Parshat Teruma By: Rabbi Moshe Goodman, Kollel Ohr Shlomo, Hebron בס”ד
Discover the Holy Presence in the Holy Land
Today we are familiar with economic systems such as capitalism, socialism, and mixed economies which vary between the two fore-mentioned systems. Does the Torah set guidelines for an economic system? On the one hand, we do see that the Torah places importance on individual property and resource as can be seen in the many halachic laws that govern individual property, profession, etc., while on the other hand there are also many halachic laws that deal with the collective and care for priests, Levites, the poor, and more. It should be noted that the word for charity in Hebrew is tzedaka, which is closely related to the word “Tzedek,” justice. In a Torah outlook charity is a necessary component of social justice. Indeed, we see that halacha mandates that the Jewish court can force an individual to give charity under certain conditions. If charity was only a lofty act of mercy and compassion on the side of the giver, forcing charity certainly seems odd if not unfair. However, once we understand the Torah’s stance that charity is a necessary component of social justice, being also tied together in the words of many prophets “charity and justice,” we understand that there is a deep Divine economic plan involved with charity and giving which may even require force in certain instances. In turn, Hashem promises us that by performing these charities He will “give blessing in everything that we do,” and our Sages add that, unlike any other mitzvah, one may even “check” Hashem to see that He gives blessing and wealth after one gives charity.

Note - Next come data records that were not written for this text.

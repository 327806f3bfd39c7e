use std::sync::{Arc, Mutex};

use async_trait::async_trait;

use tasty_core::{
    config::Config,
    flusher::{FlushSettings, Flusher},
    queue::MessageQueue,
    sheets::{SheetRow, SheetsPort},
    Result,
};

use crate::router::AppState;

#[derive(Default)]
pub(crate) struct RecordingSheets {
    rows: Mutex<Vec<SheetRow>>,
}

impl RecordingSheets {
    pub(crate) fn rows(&self) -> Vec<SheetRow> {
        self.rows.lock().unwrap().clone()
    }
}

#[async_trait]
impl SheetsPort for RecordingSheets {
    async fn append_row(&self, row: &SheetRow) -> Result<()> {
        self.rows.lock().unwrap().push(row.clone());
        Ok(())
    }
}

/// App state over an in-memory sheet; `overrides` are extra config vars.
pub(crate) fn state_with(overrides: &[(&str, &str)]) -> (AppState, Arc<RecordingSheets>) {
    let mut vars: Vec<(String, String)> = vec![
        ("TELEGRAM_BOT_TOKEN".to_string(), "123:abc".to_string()),
        ("GOOGLE_SHEET_CREDENTIALS".to_string(), "creds.json".to_string()),
        ("GOOGLE_SHEET_KEY".to_string(), "sheet-key".to_string()),
    ];
    vars.extend(overrides.iter().map(|(k, v)| (k.to_string(), v.to_string())));

    let cfg = Config::from_lookup(|key: &str| {
        vars.iter()
            .rev()
            .find(|(k, _)| k == key)
            .map(|(_, v)| v.clone())
    })
    .unwrap();
    let cfg = Arc::new(cfg);

    let sheets = Arc::new(RecordingSheets::default());
    let queue = Arc::new(MessageQueue::new(cfg.max_queue_size));
    let flusher = Flusher::new(
        queue.clone(),
        sheets.clone(),
        FlushSettings::from_config(&cfg),
    );

    (AppState::new(cfg, queue, flusher), sheets)
}
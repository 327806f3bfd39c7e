use std::{
    collections::HashMap,
    time::{Duration, Instant},
};

use crate::domain::UserId;

// ============== Authorization ==============

/// An empty allow-list leaves the bot open to everyone.
pub fn is_authorized(user_id: Option<UserId>, allowed_users: &[i64]) -> bool {
    if allowed_users.is_empty() {
        return true;
    }
    let Some(user_id) = user_id else {
        return false;
    };
    allowed_users.contains(&user_id.0)
}

// ============== Rate Limiter (Token Bucket) ==============

#[derive(Clone, Copy, Debug, PartialEq)]
pub enum RateLimit {
    Allowed,
    Limited { retry_after: Duration },
}

#[derive(Clone, Debug)]
struct Bucket {
    tokens: f64,
    last_update: Instant,
}

/// Per-user token bucket guarding the message queue against floods.
///
/// Buckets that have refilled completely are dropped once per window, so the
/// map only holds users active within roughly the last window.
#[derive(Clone, Debug)]
pub struct RateLimiter {
    enabled: bool,
    max_tokens: f64,
    refill_per_sec: f64,
    window: Duration,
    last_prune: Option<Instant>,
    buckets: HashMap<UserId, Bucket>,
}

impl RateLimiter {
    pub fn new(enabled: bool, max_tokens: u32, window: Duration) -> Self {
        let max_tokens_f = f64::from(max_tokens);
        let window_secs = window.as_secs_f64().max(1e-9);

        Self {
            enabled,
            max_tokens: max_tokens_f,
            refill_per_sec: max_tokens_f / window_secs,
            window,
            last_prune: None,
            buckets: HashMap::new(),
        }
    }

    pub fn check(&mut self, user_id: UserId) -> RateLimit {
        self.check_at(user_id, Instant::now())
    }

    pub fn check_at(&mut self, user_id: UserId, now: Instant) -> RateLimit {
        if !self.enabled {
            return RateLimit::Allowed;
        }

        self.prune_at(now);

        let bucket = self.buckets.entry(user_id).or_insert_with(|| Bucket {
            tokens: self.max_tokens,
            last_update: now,
        });

        let elapsed = now.duration_since(bucket.last_update).as_secs_f64();
        bucket.tokens = (bucket.tokens + elapsed * self.refill_per_sec).min(self.max_tokens);
        bucket.last_update = now;

        if bucket.tokens >= 1.0 {
            bucket.tokens -= 1.0;
            return RateLimit::Allowed;
        }

        if self.refill_per_sec <= 0.0 {
            return RateLimit::Limited {
                retry_after: Duration::MAX,
            };
        }
        let secs = (1.0 - bucket.tokens) / self.refill_per_sec;
        RateLimit::Limited {
            retry_after: Duration::try_from_secs_f64(secs.max(0.0)).unwrap_or(Duration::MAX),
        }
    }

    fn prune_at(&mut self, now: Instant) {
        let due = match self.last_prune {
            None => {
                self.last_prune = Some(now);
                false
            }
            Some(last) => now.saturating_duration_since(last) >= self.window,
        };
        if !due {
            return;
        }
        self.last_prune = Some(now);

        let (max, refill) = (self.max_tokens, self.refill_per_sec);
        self.buckets.retain(|_, b| {
            let elapsed = now.saturating_duration_since(b.last_update).as_secs_f64();
            b.tokens + elapsed * refill < max
        });
    }
}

One of the most pronounced laws that illustrates the high importance of charity and the mandatory giving of money is the giving of the half-shekel, given throughout the month of Adar, which also begins with this Parsha, “Teruma,” which talks about donating towards the Mishkan. All men, “whether wealthy or poor must give the donation unto Hashem” towards the Mishkan/Beit Hamikdash. Although there is controversy in regard to the famous tithes – “maser kesafim” – whether they are Biblically, rabbinically mandated or only a custom, in regard to the half-shekel all agree that this half-shekel donation must be given on a Biblical level every year by every man, albeit when the Beit Hamikdash is standing. Even the terumot and maasrot, which are also Biblically mandated, do not necessarily have to be given by every man if they do not deal with agriculture or agricultural produce.
The fact that the half-shekel carries such a focal point in regard to the economic matters in the Torah may shed light on the entirety of economic matters in the Torah, including the agriculturally based ones. The half-shekel is directed towards the primary resting place of the Holy Presence, the Mishkan or the Beit Hamikdash. We may say that the primary blessing that comes to Israel, the Holy People, is through their connection to the Holy Presence, and therefore the most pronounced law of giving money is towards the Home of the Holy Presence, the Power which will, in turn, bestow blessing and wealth upon Israel. Indeed, in the book of Dvarim, Israel are told that the Land of Israel has no Nile to water them. Rather, they must turn to the Hashem for rainfall, and by so doing they will achieve real blessing. The Land of Israel is also the Land of the Holy Presence and this explains why there are so many agricultural laws of giving produce pertaining to this Land. Also, the kohanim and Leviim, to whom a good deal of these agricultural gifts are given, are close to the Holy Presence, for they were chosen to serve in the Beit Hamikdash. In regard to the poor, it says, “I [the Holy presence] reside with the poor and downtrodden.” Therefore, giving to the poor is also an act of connecting to the Holy Presence that resides with these poor. In turn, the Holy Presence provides all blessing to those who “support” It in all these fore-mentioned ways.
Hebron too, Beacon of the Holy Land, is a focal point of the Holy Presence. Hebron also carries the longest narrative in the Torah that pertains to economic purchase, the purchase of Maarat Hamachpela. It is here that David established his monarchy which allowed him to establish both the spiritual building blocks (according to the Arizal) and the material/economic building blocks towards the building of the Beit Hamikdash.
Miracles from the Holy Land:
A few days after the Six-Day War: A euphoric and relieved Israeli population now awaited the day when they would once again be allowed to visit the Western Wall, the Kotel, in the Old City of Jerusalem. On the holiday of Shavuot, the holy site was opened for civilians. More than 200,000 came; they cried, prayed, and thanked G-d for His incredible miracles and salvation. On the very next day, the Chabad-Lubavitch tefillin booth was established in the plaza facing the Wall. In its first year alone, one and a half million people donned tefillin at the Wall.